Indeed, a fourth Pirates film may not be "necessary". But, going by the principle that sequels should exist only to complete the unfinished business of the first half, Toy Story 2 was not necessary either, nor was Bride of Frankenstein decades earlier. The point is, everyone from the local Palo Alto gazette to Roger Ebert has basically panned this film (as well as damn near every other recent sequel) for existing. How about acknowledging that it has been made, does exist, will always exist, and then examining the actual movie?
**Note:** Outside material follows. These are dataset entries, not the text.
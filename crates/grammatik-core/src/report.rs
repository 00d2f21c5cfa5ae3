//! Session summary with JSON persistence.

use std::collections::BTreeMap;
use std::path::Path;

use anyhow::{Context, Result};
use chrono::{DateTime, Utc};
use serde::{Deserialize, Serialize};
use uuid::Uuid;

use crate::model::ChecklistItem;
use crate::session::ResultEntry;
use crate::statistics::ItemBreakdown;

/// Immutable summary of a finished practice session.
#[derive(Debug, Clone, PartialEq, Serialize, Deserialize)]
pub struct SessionSummary {
    /// Unique session identifier.
    pub session_id: Uuid,
    pub started_at: DateTime<Utc>,
    pub finished_at: DateTime<Utc>,
    /// Shuffle seed, when the queue was shuffled.
    #[serde(default, skip_serializing_if = "Option::is_none")]
    pub seed: Option<u64>,
    /// Number of exercises queued for the session.
    pub queue_len: usize,
    pub attempted: usize,
    pub correct: usize,
    pub incorrect: usize,
    /// Incorrect verdicts caused by the time budget.
    pub timeouts: usize,
    /// `correct / attempted`, 0.0 when nothing was attempted.
    pub accuracy: f64,
    pub by_checklist_item: BTreeMap<ChecklistItem, ItemBreakdown>,
    /// Result log in submission order.
    pub results: Vec<ResultEntry>,
}

impl SessionSummary {
    /// Save the summary as JSON to a file.
    pub fn save_json(&self, path: &Path) -> Result<()> {
        let json = serde_json::to_string_pretty(self).context("failed to serialize summary")?;
        if let Some(parent) = path.parent() {
            std::fs::create_dir_all(parent)?;
        }
        std::fs::write(path, json)
            .with_context(|| format!("failed to write summary to {}", path.display()))?;
        Ok(())
    }

    /// Load a summary from a JSON file.
    pub fn load_json(path: &Path) -> Result<Self> {
        let content = std::fs::read_to_string(path)
            .with_context(|| format!("failed to read summary from {}", path.display()))?;
        let summary: SessionSummary =
            serde_json::from_str(&content).context("failed to parse summary JSON")?;
        Ok(summary)
    }

    /// True when every queued exercise was answered.
    pub fn is_complete(&self) -> bool {
        self.attempted == self.queue_len
    }
}
//! The `grammatik init` command.

use std::path::Path;

use anyhow::Result;

pub fn execute() -> Result<()> {
    if Path::new("grammatik.toml").exists() {
        println!("grammatik.toml already exists, skipping.");
    } else {
        std::fs::write("grammatik.toml", SAMPLE_CONFIG)?;
        println!("Created grammatik.toml");
    }

    std::fs::create_dir_all("data/exercises/a2_1")?;
    let example_path = Path::new("data/exercises/a2_1/kasus.json");
    if example_path.exists() {
        println!("data/exercises/a2_1/kasus.json already exists, skipping.");
    } else {
        std::fs::write(example_path, EXAMPLE_EXERCISES)?;
        println!("Created data/exercises/a2_1/kasus.json");
    }

    println!("\nNext steps:");
    println!("  1. Add exercise files under data/exercises/<level>/<checklist_item>.json");
    println!("  2. Run: grammatik validate");
    println!("  3. Run: grammatik practice --level A2.1");

    Ok(())
}

const SAMPLE_CONFIG: &str = r#"# grammatik configuration

data_dir = "./data"
shuffle = false
# seed = 42
# time_budget_secs = 30
include_previous_levels = false
show_hints = true
"#;

const EXAMPLE_EXERCISES: &str = r#"[
  {
    "id": "a21-kasus-001",
    "level": "A2.1",
    "verb": "helfen",
    "checklist_item": "kasus",
    "task_type": "multiple_choice",
    "sentence": "Ich helfe … Mann.",
    "solution": "dem",
    "choices": ["dem", "den", "der"],
    "english": "I help the man.",
    "hint": "helfen takes the dative."
  },
  {
    "id": "a21-kasus-002",
    "level": "A2.1",
    "verb": "sehen",
    "checklist_item": "kasus",
    "task_type": "fill_blank",
    "sentence": "Ich ___ ein__ gut__ Film.",
    "solution": ["sehe", "einen", "guten"],
    "english": "I see a good film."
  }
]
"#;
Trumpeted as a refocused, rejuvenated reboot, it in fact adheres strictly to the blueprint of the first three films--we have the eternally aloof, rum-guzzling Captain Jack Sparrow (Johnny Depp), his MacGuffin (the Fountain of Youth), his authoritarian enemy (King George and Co.), his outlaw opposition (in this case, Ian Mcshane's Blackbeard), and a naive, fiendishly good looking young couple (not Orly and Keira but Sam Claflin as a priest and Astrid Berges-Frisbey as the mermaid he falls for) whose doomed love plays out against the backdrop of the stormy seas.
Yes, it's the same-old same-old, but that encroaching sense of businesslike blandness that bogged down the last installment, that feeling that everyone was just going through the motions on the way to their respective paychecks, is out the window. New blood was needed. New blood was brought aboard.
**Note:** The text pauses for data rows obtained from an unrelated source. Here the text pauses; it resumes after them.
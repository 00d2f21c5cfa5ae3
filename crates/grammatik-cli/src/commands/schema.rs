//! The `grammatik schema` command.

use anyhow::Result;

pub fn execute() -> Result<()> {
    let contract = grammatik_core::schema::contract();
    println!("{}", serde_json::to_string_pretty(&contract)?);
    Ok(())
}
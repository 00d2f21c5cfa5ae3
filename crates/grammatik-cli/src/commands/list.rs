//! The `grammatik list` command.

use anyhow::Result;
use comfy_table::{Cell, Table};

use super::{load_corpus, Globals};
use crate::FilterArgs;

pub fn execute(globals: &Globals, filter_args: &FilterArgs, json: bool) -> Result<()> {
    let config = globals.config()?;
    let corpus = load_corpus(&config)?;
    let filter = filter_args.to_filter(config.include_previous_levels);

    let summaries = corpus.list(&filter);

    if json {
        println!("{}", serde_json::to_string_pretty(&summaries)?);
        return Ok(());
    }

    if summaries.is_empty() {
        println!("No exercises match the filter.");
        return Ok(());
    }

    let mut table = Table::new();
    table.set_header(vec!["ID", "Level", "Checklist", "Task", "Verb"]);
    for s in &summaries {
        table.add_row(vec![
            Cell::new(&s.id),
            Cell::new(s.level),
            Cell::new(s.checklist_item),
            Cell::new(s.task_type),
            Cell::new(&s.verb),
        ]);
    }
    println!("{table}");
    println!("{} exercise(s)", summaries.len());

    Ok(())
}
Rob Marshall has yet to develop a distinct directorial style, but because of his stage experience he knows what to do with dialogue--the expository scenes never feel as cut-and-dry as they did when helmed by Gore Verbinski, who knew his way around an army of undead pirates but not a basic two-shot. Penelope Cruz shows up as one of Sparrow's old flames, and if they don't whip up the crackling love-hate chemistry of say, Antonio Banderas and Catherine Zeta-Jones in The Mask of Zorro, they do strike sparks every now and then. Depp's as adept as ever with a one-liner, and, placed at the center of the story, he does some really solid work; this is closer to the perennially sozzled but endlessly inventive Jack we met in the first film, as opposed to the assembly-line, tic-dependent one we encountered in the last two. The action, as you'd expect from a Bruckheimer picture, is uniformly top-notch; the opening sequence with Jack darting and diving across the tops of speeding carriages is a real humdinger, and the much-discussed mermaid scene is vintage Pirates, an Indiana Jones moment for the Facebook generation. It's scenes like these, Rube Goldberg-esque explosions of ceaselessly kinetic one-thing-after-another inertia, that keep us coming back to this series. Not nearly as good as the first or second film, but lightyears beyond the is-it-time-for-the-wrap-party half-assery of the last installment, this is indeed a return to form for the series.
Having said that, this one lacks something the previous three had in spades; great villains. While the past two sequels were far from perfect, they did claim one major accomplishment--a hell of a baddie in Bill Nighy's tentacled terror Davy Jones. Curse of the Black Pearl also had a memorable antagonist, Geoffrey Rush's Barbossa. But with Jones down for the count and Barbossa popping up here as a sort of frenemy, all the evil-doing is left to Blackbeard. McShane kindles some of that Deadwood hellfire in his eyes and sports a bone-chilling baritone of a pirate's growl, but he's simply the weakest villain of the first four movies. Nonetheless, it's still a kick watching Jack go up against his other Great Enemy-the elements of time, space, and gravity, as he engineers an escape using coconuts, stages a prison breakout right under the nose of the law, or takes a spectacular nose-dive off a flaming tower.
As this point, I can see this series going one of two ways. It could turn into a constantly evolving, 007-esque mega-franchise, bringing in new characters, locations, and legends each time but keeping Depp at the swashbuckling center of it all. Or, it could get mired in its own mythos oncemore and sink, this time permanently. However, at this point in the series, Pirates is looking surprisingly fit.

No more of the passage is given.